To understand how it all came together, we have to look at DMC’s family tree.
Devil May Cry is one of the most important things to evolve directly out of Resident Evil, but The Legend of Zelda’s heart beats in its chest. As game planner on RE and director of RE2, Kamiya had been translating A Link to the Past’s lock-and-key structure into 3D, using its iconic haunted mansions with sequentially locked doors to direct the player. Months after RE2’s 1998 release, Nintendo’s own Legend of Zelda: Ocarina of Time revolutionized third-person 3D combat with its Z targeting system that focused Link on a single enemy. Ocarina defined what sword fighting, and action in general, could be in 3D. Integrating Z targeting into Resident Evil made sense, especially after that series’ continued revisions resulted in Onimusha: Warlord’s feudal Japanese katana slashing, which further turned Resident Evil into Zelda. Team Little Devils, Kamiya’s group within Capcom Production Studio 4, smartly combined all this and put both Resident Evil’s guns and Onimusha’s sword at the player’s fingertips.
Giving Dante’s ranged and melee attacks their own separate buttons created the foundation for a new, energetic type of action game whose speed and control make it cool to watch, but what’s surprising about studying Devil May Cry is that classic Resident Evil’s placed camera shots are vital to the combat. Ocarina’s changing, subjective lock on camera shifts the player’s view behind Link’s back so you’re always looking at what he is, resulting in methodical combat. But Resident Evil’s static, objective camera scheme gives the player the same view no matter where the character on screen is looking, so adding Z targeting lets the game change targets quickly and increase the overall game speed. Add full analog control and the ability to jump and Dante is equipped to engage half a dozen enemies at once. And as with RE, DMC’s cinematic camera angles lend it a movie-like quality, further showcasing how deeply it carries the 2D brawler spirit.

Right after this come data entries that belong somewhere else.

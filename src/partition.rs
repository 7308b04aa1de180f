//! Static partition of bundled source into build-time and run-time text.
//!
//! User scripts reach real engine modules exclusively through the `Modules`
//! marker identifier, which the banner defines at run time. At build time
//! those expressions are meaningless, so evaluation is preceded by this
//! partition: a read-only classification pass collects every maximal
//! expression rooted at the marker, then a separate generation pass splices
//! an inert `undefined` placeholder over each collected span. The run-time
//! text is generated independently and keeps the marker sites verbatim.

use lazy_static::lazy_static;
use oxc_allocator::Allocator;
use oxc_ast::ast::{ChainElement, Expression};
use oxc_ast_visit::Visit;
use oxc_parser::Parser;
use oxc_span::{GetSpan, SourceType};
use regex::Regex;

use crate::error::BuildError;

/// The designated run-time-only marker identifier.
pub const RUNTIME_MARKER: &str = "Modules";

/// Placeholder spliced over elided expressions before build-time evaluation.
const INERT_PLACEHOLDER: &str = "undefined";

lazy_static! {
    /// Fast pre-check: skip the parse entirely when the marker never occurs.
    static ref MARKER_RE: Regex = Regex::new(r"\bModules\b").unwrap();
}

#[derive(Debug, Clone)]
pub struct SourcePartition {
    /// Text safe to evaluate in the build sandbox: marker sites elided.
    pub build: String,
    /// Text embedded for later execution inside the engine: unchanged.
    pub runtime: String,
}

// ═══════════════════════════════════════════════════════════════════════════════
// PASS 1: CLASSIFICATION
// ═══════════════════════════════════════════════════════════════════════════════

/// Collects the spans of maximal marker-rooted expressions. Pruned traversal:
/// once an expression is classified run-time-only, its subtree is not walked
/// again, so collected spans never overlap.
struct MarkerClassifier {
    spans: Vec<(u32, u32)>,
}

fn marker_rooted(expr: &Expression<'_>) -> bool {
    match expr {
        Expression::Identifier(ident) => ident.name == RUNTIME_MARKER,
        Expression::StaticMemberExpression(member) => marker_rooted(&member.object),
        Expression::ComputedMemberExpression(member) => marker_rooted(&member.object),
        Expression::CallExpression(call) => marker_rooted(&call.callee),
        Expression::ChainExpression(chain) => match &chain.expression {
            ChainElement::CallExpression(call) => marker_rooted(&call.callee),
            ChainElement::StaticMemberExpression(member) => marker_rooted(&member.object),
            ChainElement::ComputedMemberExpression(member) => marker_rooted(&member.object),
            _ => false,
        },
        _ => false,
    }
}

impl<'a> Visit<'a> for MarkerClassifier {
    fn visit_expression(&mut self, expr: &Expression<'a>) {
        if marker_rooted(expr) {
            let span = expr.span();
            self.spans.push((span.start, span.end));
            return;
        }
        oxc_ast_visit::walk::walk_expression(self, expr);
    }
}

// ═══════════════════════════════════════════════════════════════════════════════
// PASS 2: GENERATION
// ═══════════════════════════════════════════════════════════════════════════════

fn elide_spans(source: &str, spans: &[(u32, u32)]) -> String {
    let mut sorted = spans.to_vec();
    sorted.sort_unstable();

    let mut out = String::with_capacity(source.len());
    let mut cursor = 0usize;
    for (start, end) in sorted {
        out.push_str(&source[cursor..start as usize]);
        out.push_str(INERT_PLACEHOLDER);
        cursor = end as usize;
    }
    out.push_str(&source[cursor..]);
    out
}

// ═══════════════════════════════════════════════════════════════════════════════
// ENTRY POINT
// ═══════════════════════════════════════════════════════════════════════════════

/// Partition bundled source into evaluate-now and embed-for-later text.
/// Malformed source fails here, before any evaluation is attempted.
pub fn partition_source(source: &str, path: &str) -> Result<SourcePartition, BuildError> {
    if !MARKER_RE.is_match(source) {
        return Ok(SourcePartition {
            build: source.to_string(),
            runtime: source.to_string(),
        });
    }

    let allocator = Allocator::default();
    let source_type = SourceType::default().with_module(true);
    let ret = Parser::new(&allocator, source, source_type).parse();
    if !ret.errors.is_empty() {
        return Err(BuildError::Parse {
            path: path.to_string(),
            message: ret
                .errors
                .iter()
                .map(|e| e.to_string())
                .collect::<Vec<_>>()
                .join("; "),
        });
    }

    let mut classifier = MarkerClassifier { spans: Vec::new() };
    classifier.visit_program(&ret.program);
    log::debug!(
        "partition: {} run-time-only expression(s) elided from {}",
        classifier.spans.len(),
        path
    );

    Ok(SourcePartition {
        build: elide_spans(source, &classifier.spans),
        runtime: source.to_string(),
    })
}

// ═══════════════════════════════════════════════════════════════════════════════
// TESTS
// ═══════════════════════════════════════════════════════════════════════════════

#[cfg(test)]
mod tests {
    use super::*;

    #[test]
    fn test_no_marker_is_a_passthrough() {
        let src = "const x = 1;\n";
        let partition = partition_source(src, "entry.js").unwrap();
        assert_eq!(partition.build, src);
        assert_eq!(partition.runtime, src);
    }

    #[test]
    fn test_marker_call_is_elided_in_build_text_only() {
        let src = "const before = 1;\nModules.core.init(before);\nconst after = 2;\n";
        let partition = partition_source(src, "entry.js").unwrap();
        assert!(partition.build.contains("undefined;"));
        assert!(!partition.build.contains("Modules"));
        assert_eq!(partition.runtime, src);
    }

    #[test]
    fn test_marker_inside_larger_expression() {
        let src = "const level = Modules.core.world.level;\n";
        let partition = partition_source(src, "entry.js").unwrap();
        assert_eq!(partition.build, "const level = undefined;\n");
    }

    #[test]
    fn test_marker_as_call_argument() {
        let src = "register(Modules.ui, \"hud\");\n";
        let partition = partition_source(src, "entry.js").unwrap();
        assert_eq!(partition.build, "register(undefined, \"hud\");\n");
    }

    #[test]
    fn test_word_boundary_not_fooled_by_similar_names() {
        let src = "const MyModulesThing = 3;\n";
        let partition = partition_source(src, "entry.js").unwrap();
        assert_eq!(partition.build, src);
    }

    #[test]
    fn test_malformed_source_is_a_parse_error() {
        let err = partition_source("const Modules = {", "entry.js").unwrap_err();
        assert!(matches!(err, BuildError::Parse { .. }));
    }
}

Team Little Devils understood how to put an action game together, using core fighting mechanics to build out the gameplay. The launchers, the juggling, the aerial follow ups, it’s all straight out of fighting games, and with its emphasis on quick strikes and fast animations, well represents the linkable combat Capcom had excelled at for the previous decade, both in 2D and 3D. A few simple combo strings flesh out the fighting, and the ease with which Dante transitions between ground and aerial combat made it feel buttery smooth. Battles are fast and tight, and the physics have a good sense of weight, lending to tactile strikes. This is all complemented by special attacks whose more complicated button inputs can only be accomplished thanks to the R1 targeting keeping all movement relative to your foe, snapping the player onto a straight, 2D plane with the enemy like any other fighting game.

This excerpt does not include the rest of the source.